Insting Jurnalistik dalam Riset Sejarah
Perkembangan ilmu pengetahuan memungkinkan terjadinya pertemuan lebih dari satu disiplin ilmu. Menerapkan satu metode untuk diterapkan ke satu studi yang lain juga merupakan hal yang bukan pertama kali, walaupun dalam praktiknya akan berbeda.

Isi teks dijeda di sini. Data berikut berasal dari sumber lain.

//! Daytime restriction policy.
//!
//! Rooms flagged with `restrict_daytime` cannot be booked during the working
//! day. The policy only yields a flag; bookings are never dropped because of
//! it.

use chrono::{DateTime, Datelike, NaiveTime, Utc};
use chrono_tz::Tz;

use crate::error::{CoreError, Result};
use crate::room::Room;

/// Default zone the daytime band is evaluated in.
pub const DEFAULT_TIMEZONE: Tz = chrono_tz::Europe::Moscow;

/// Start of the default band, 08:00 local.
pub const DEFAULT_BAND_START: NaiveTime = hms(8, 0, 0);
/// End of the default band, 19:00 local.
pub const DEFAULT_BAND_END: NaiveTime = hms(19, 0, 0);

// Evaluated at compile time, so an invalid literal fails the build.
const fn hms(hour: u32, min: u32, sec: u32) -> NaiveTime {
    match NaiveTime::from_hms_opt(hour, min, sec) {
        Some(time) => time,
        None => panic!("invalid time of day"),
    }
}

/// Weekday daytime band `[band_start, band_end)` in a fixed local zone.
#[derive(Debug, Clone, Copy, PartialEq, Eq)]
pub struct DaytimePolicy {
    timezone: Tz,
    band_start: NaiveTime,
    band_end: NaiveTime,
}

impl Default for DaytimePolicy {
    fn default() -> Self {
        Self::new(DEFAULT_TIMEZONE)
    }
}

impl DaytimePolicy {
    /// 08:00 to 19:00 on weekdays in `timezone`.
    pub fn new(timezone: Tz) -> Self {
        Self {
            timezone,
            band_start: DEFAULT_BAND_START,
            band_end: DEFAULT_BAND_END,
        }
    }

    /// Builds the policy from an IANA zone name such as `Europe/Moscow`.
    pub fn from_timezone_name(name: &str) -> Result<Self> {
        name.parse::<Tz>()
            .map(Self::new)
            .map_err(|_| CoreError::UnknownTimezone(name.to_string()))
    }

    #[must_use]
    pub fn with_band(mut self, start: NaiveTime, end: NaiveTime) -> Self {
        self.band_start = start;
        self.band_end = end;
        self
    }

    pub fn timezone(&self) -> Tz {
        self.timezone
    }

    /// Returns `true` when `now` falls inside the weekday band.
    pub fn is_restricted_at(&self, now: DateTime<Utc>) -> bool {
        let local = now.with_timezone(&self.timezone);
        if local.weekday().num_days_from_monday() >= 5 {
            return false;
        }
        let time = local.time();
        self.band_start <= time && time < self.band_end
    }

    /// Policy flag for `room` evaluated at `now`.
    pub fn restricts(&self, room: &Room, now: DateTime<Utc>) -> bool {
        room.restrict_daytime && self.is_restricted_at(now)
    }
}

Topik inilah yang dibahas dalam Serial Bincang Sejarah Komunikasi: Sejarah sebagai Metode Riset Komunikasi yang diadakan oleh Program Studi Ilmu Komunikasi Universitas Islam Indonesia (UII) pada Minggu, (28/6) secara daring.

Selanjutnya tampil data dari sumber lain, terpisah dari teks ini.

//! The [`CalendarFetcher`] trait.
//!
//! A fetcher answers one question: given a room and a window, which busy
//! entries does the upstream report? Normalization, caching and policy live
//! elsewhere.

use std::future::Future;
use std::pin::Pin;
use std::time::Duration;

use roombook_core::{Room, TimeWindow};

use crate::account::AccountItem;
use crate::error::{UpstreamError, UpstreamResult};
use crate::raw_event::RawEvent;

/// A boxed future for async trait methods.
///
/// Boxing keeps the trait object-safe so fetchers can live behind
/// `Arc<dyn CalendarFetcher>`.
pub type BoxFuture<'a, T> = Pin<Box<dyn Future<Output = T> + Send + 'a>>;

/// Source of raw busy entries for a room.
///
/// Implementations perform one upstream call per `fetch` and must not cache;
/// the server's TTL cache sits in front of them.
pub trait CalendarFetcher: Send + Sync {
    /// Short name used in logs, e.g. `"exchange"`.
    fn name(&self) -> &str;

    /// Fetches raw entries for `room` overlapping `window`.
    fn fetch<'a>(
        &'a self,
        room: &'a Room,
        window: &'a TimeWindow,
    ) -> BoxFuture<'a, UpstreamResult<Vec<RawEvent>>>;

    /// Items of the service account's calendar overlapping `window`.
    fn account_items<'a>(
        &'a self,
        _window: &'a TimeWindow,
    ) -> BoxFuture<'a, UpstreamResult<Vec<AccountItem>>> {
        let name = self.name().to_string();
        Box::pin(async move {
            Err(UpstreamError::unavailable(format!(
                "{name} has no account calendar"
            )))
        })
    }

    /// One item of the service account's calendar; `None` when it does not
    /// exist.
    fn account_item<'a>(
        &'a self,
        _item_id: &'a str,
    ) -> BoxFuture<'a, UpstreamResult<Option<AccountItem>>> {
        let name = self.name().to_string();
        Box::pin(async move {
            Err(UpstreamError::unavailable(format!(
                "{name} has no account calendar"
            )))
        })
    }
}

/// Runs `fetcher.fetch` under a deadline.
///
/// Exceeding `timeout` drops the in-flight request and yields
/// `upstream_unavailable`.
pub async fn fetch_with_timeout(
    fetcher: &dyn CalendarFetcher,
    room: &Room,
    window: &TimeWindow,
    timeout: Duration,
) -> UpstreamResult<Vec<RawEvent>> {
    match tokio::time::timeout(timeout, fetcher.fetch(room, window)).await {
        Ok(result) => result.map_err(|e| match e.room_id() {
            Some(_) => e,
            None => e.with_room(&room.id),
        }),
        Err(_) => {
            tracing::warn!(
                room_id = %room.id,
                fetcher = fetcher.name(),
                timeout_ms = timeout.as_millis() as u64,
                "upstream fetch timed out"
            );
            Err(UpstreamError::unavailable(format!(
                "no answer within {}s",
                timeout.as_secs_f64()
            ))
            .with_room(&room.id))
        }
    }
}

/// A fetcher that always fails with the same error.
///
/// Stands in for the Exchange fetcher when it cannot be configured, so
/// rooms still report a per-room failure instead of taking the server down.
#[derive(Debug)]
pub struct ErrorFetcher {
    name: String,
    error: UpstreamError,
}

impl ErrorFetcher {
    pub fn new(name: impl Into<String>, error: UpstreamError) -> Self {
        Self {
            name: name.into(),
            error,
        }
    }
}

impl CalendarFetcher for ErrorFetcher {
    fn name(&self) -> &str {
        &self.name
    }

    fn fetch<'a>(
        &'a self,
        room: &'a Room,
        _window: &'a TimeWindow,
    ) -> BoxFuture<'a, UpstreamResult<Vec<RawEvent>>> {
        let error = self.error.clone().with_room(&room.id);
        Box::pin(async move { Err(error) })
    }

    fn account_items<'a>(
        &'a self,
        _window: &'a TimeWindow,
    ) -> BoxFuture<'a, UpstreamResult<Vec<AccountItem>>> {
        let error = self.error.clone();
        Box::pin(async move { Err(error) })
    }

    fn account_item<'a>(
        &'a self,
        _item_id: &'a str,
    ) -> BoxFuture<'a, UpstreamResult<Option<AccountItem>>> {
        let error = self.error.clone();
        Box::pin(async move { Err(error) })
    }
}

#[cfg(test)]
mod tests {
    use super::*;
    use crate::error::UpstreamErrorCode;
    use chrono::{TimeZone, Utc};
    use roombook_core::{RoomRegistry, RoomSpec};

    struct SlowFetcher;

    impl CalendarFetcher for SlowFetcher {
        fn name(&self) -> &str {
            "slow"
        }

        fn fetch<'a>(
            &'a self,
            _room: &'a Room,
            _window: &'a TimeWindow,
        ) -> BoxFuture<'a, UpstreamResult<Vec<RawEvent>>> {
            Box::pin(async {
                tokio::time::sleep(Duration::from_secs(60)).await;
                Ok(Vec::new())
            })
        }
    }

    fn room() -> std::sync::Arc<Room> {
        RoomRegistry::load([RoomSpec::mailbox("301", "Lecture 301", "301", "r301@uni.example")])
            .unwrap()
            .get("301")
            .cloned()
            .unwrap()
    }

    fn window() -> TimeWindow {
        TimeWindow::new(
            Utc.with_ymd_and_hms(2025, 3, 3, 8, 0, 0).unwrap(),
            Utc.with_ymd_and_hms(2025, 3, 3, 12, 0, 0).unwrap(),
        )
    }

    #[tokio::test]
    async fn error_fetcher_tags_room() {
        let fetcher = ErrorFetcher::new("exchange", UpstreamError::auth("not configured"));
        let err = fetcher.fetch(&room(), &window()).await.unwrap_err();
        assert_eq!(err.code(), UpstreamErrorCode::Auth);
        assert_eq!(err.room_id(), Some("301"));
        assert_eq!(fetcher.name(), "exchange");
    }

    #[tokio::test]
    async fn account_calendar_is_optional() {
        let err = SlowFetcher.account_items(&window()).await.unwrap_err();
        assert_eq!(err.code(), UpstreamErrorCode::Unavailable);
        assert!(err.message().contains("slow"));

        let fetcher = ErrorFetcher::new("exchange", UpstreamError::auth("not configured"));
        let err = fetcher.account_item("AAMk1").await.unwrap_err();
        assert_eq!(err.code(), UpstreamErrorCode::Auth);
    }

    #[tokio::test(start_paused = true)]
    async fn timeout_maps_to_unavailable() {
        let err = fetch_with_timeout(&SlowFetcher, &room(), &window(), Duration::from_secs(5))
            .await
            .unwrap_err();
        assert_eq!(err.code(), UpstreamErrorCode::Unavailable);
        assert_eq!(err.room_id(), Some("301"));
    }
}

“Membangun sebuah narasi, menceritakan sesuatu,” ungkap Luthfi Adam, Ph.D. menjelaskan tugas utama seorang sejarawan. “Tapi tidak hanya bercerita, juga mengikutsertakan teori, ilmu sosial, dan literatur di dalamnya,” tuturnya.
Pemenang disertasi terbaik tahun 2019-2020 di departemen sejarah Northwestern University ini mengaku bahwa sejarawan dibebaskan untuk menentukan atau memilih topik yang ingin diteliti sesuai selera sejarawan tersebut, walaupun kebanyakan memang menyasar dokumen atau arsip resmi,” tuturnya. Luthfi sendiri tertarik untuk mengumpulkan arsip dari media cetak, seperti penelitian yang dipublikasikan Kebun Raya Bogor.
Luthfi menjelaskan bahwa dalam mencari sumber, yang diterapkan sejarwan mirip dengan prinsip jurnalistik. “Jika jurnalistik melakukan investigasi untuk mencari sumber berita, teknik dasar sejarawan adalah mencari sumber primer, yaitu melalui arsip atau surat-surat,” jelas Luthfi.
Luthfi juga menyampaikan bahwa metode yang ia lakukan dalam menarasikan sejarah sangat mungkin diterapkan ke dalam riset komunikasi. Namun ia mengaku mencari arsip selama proses risetnya membutuhkan waktu yang lama. Diperlukan kesabaran dan ketekunan untuk mendapatkan arsip yang dibutuhkan.
“Saya bahkan sempat harus membaca berbundel-bundel arsip untuk menemukannya. Oleh karena itu Saya mengapresiasi mereka yang berupaya untuk mengkatalogkan dan mendigitalkan arsip-arsip lama,” ungkapnya.
Walaupun metode riset sejarah dinilai sederhana, Luthfi mengaku sejarawan memiliki tantangan tertentu. “Mencari, mengambil, dan mengorganisir arsip sejarah sangat menantang. Tidak hanya jumlahnya banyak, kadang arsip yang dicari justru belum dikatalogkan, bahkan ada yang sampai satu gudang,” ungkapnya.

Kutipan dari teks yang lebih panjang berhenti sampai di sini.